Sustainability Challenges: When Good Intentions Backfire
Sometimes
business goals and community ideals just don’t fit. How far should
you go to be sustainable and meet your company‘s corporate social
responsibilities?
Gold
mining, with harsh chemicals, copious waste and a history of
destroying ecosystems, is arguably one of the world’s dirtiest
industries. But the Barrick Gold Corporation - launched in 1983 as a
socially-aware alternative to the apartheid-backed South Africa gold
miners - sought to prove there were better ways to mine the precious
metal.
With
the publicly stated aim to “become the world’s best gold mining
company” by operating in a “safe, profitable and responsible
manner”, company founder and chairman, the charismatic Peter
Munk believed Barrick’s success would rely on it getting a social
license to operate.
It
was a precept which helped build the Canadian miner into the world’s
biggest gold producer, but ultimately forced the shut-down of its
most ambitious project yet – the $8.5 billion Pascua Lama
development.
Challenging
environments
During
its early expansion Barrack Gold operated in some arduous
environments where corruption, violence and poverty were endemic.

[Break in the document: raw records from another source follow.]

use anyhow::Result;
use surrealdb::engine::local::{Db, RocksDb};
use surrealdb::Surreal;

pub type DbConn = Surreal<Db>;

/// Initialize database connection with RocksDB backend
pub async fn connect(path: &str) -> Result<DbConn> {
    let db = Surreal::new::<RocksDb>(path).await?;
    db.use_ns("assortment").use_db("northwest").await?;
    Ok(db)
}

/// Initialize database schema
pub async fn init_schema(db: &DbConn) -> Result<()> {
    db.query(
        r#"
        -- Store master
        DEFINE TABLE store SCHEMAFULL;
        DEFINE FIELD store_id ON store TYPE int;
        DEFINE FIELD store_name ON store TYPE string;
        DEFINE FIELD city ON store TYPE string;
        DEFINE FIELD format ON store TYPE string;
        DEFINE FIELD traffic_profile ON store TYPE string;
        DEFINE FIELD shelf_capacity_ft ON store TYPE int;
        DEFINE INDEX idx_store_id ON store FIELDS store_id UNIQUE;

        -- Product master
        DEFINE TABLE product SCHEMAFULL;
        DEFINE FIELD sku_id ON product TYPE int;
        DEFINE FIELD product_name ON product TYPE string;
        DEFINE FIELD category ON product TYPE string;
        DEFINE FIELD width_inches ON product TYPE float;
        DEFINE FIELD height_inches ON product TYPE float;
        DEFINE FIELD unit_price ON product TYPE float;
        DEFINE FIELD unit_cost ON product TYPE float;
        DEFINE INDEX idx_sku_id ON product FIELDS sku_id UNIQUE;
        DEFINE INDEX idx_category ON product FIELDS category;

        -- Planogram assignments
        DEFINE TABLE planogram SCHEMAFULL;
        DEFINE FIELD store_id ON planogram TYPE int;
        DEFINE FIELD shelf_id ON planogram TYPE int;
        DEFINE FIELD sku_id ON planogram TYPE int;
        DEFINE FIELD facings ON planogram TYPE int;
        DEFINE INDEX idx_plano_store ON planogram FIELDS store_id;
        DEFINE INDEX idx_plano_sku ON planogram FIELDS sku_id;

        -- Sales transactions (schemaless for flexibility)
        DEFINE TABLE sale SCHEMALESS;
        DEFINE INDEX idx_sale_store ON sale FIELDS store_id;
        DEFINE INDEX idx_sale_sku ON sale FIELDS sku_id;
        DEFINE INDEX idx_sale_date ON sale FIELDS date;
        "#,
    )
    .await?;

    Ok(())
}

But the Pascua Lama project posed unprecedented challenges.
Situated
5000m above sea level on the towering Andes mountain range straddling
the Chile-Argentine border, the company faced problems with altitude
sickness and determined opposition: from local stakeholders worried
about the depletion and contamination of their water supply, and
international environmentalists concerned by the potential damage to
ancient glaciers.
Despite
their initial welcome by the Chilean and Argentine governments and $5
billion spent on the project’s construction and programmes to
address environmental concerns and community demands, strong and
organised opposition to the project snowballed. On top of this
the development was plagued by permitting issues and cost over-runs.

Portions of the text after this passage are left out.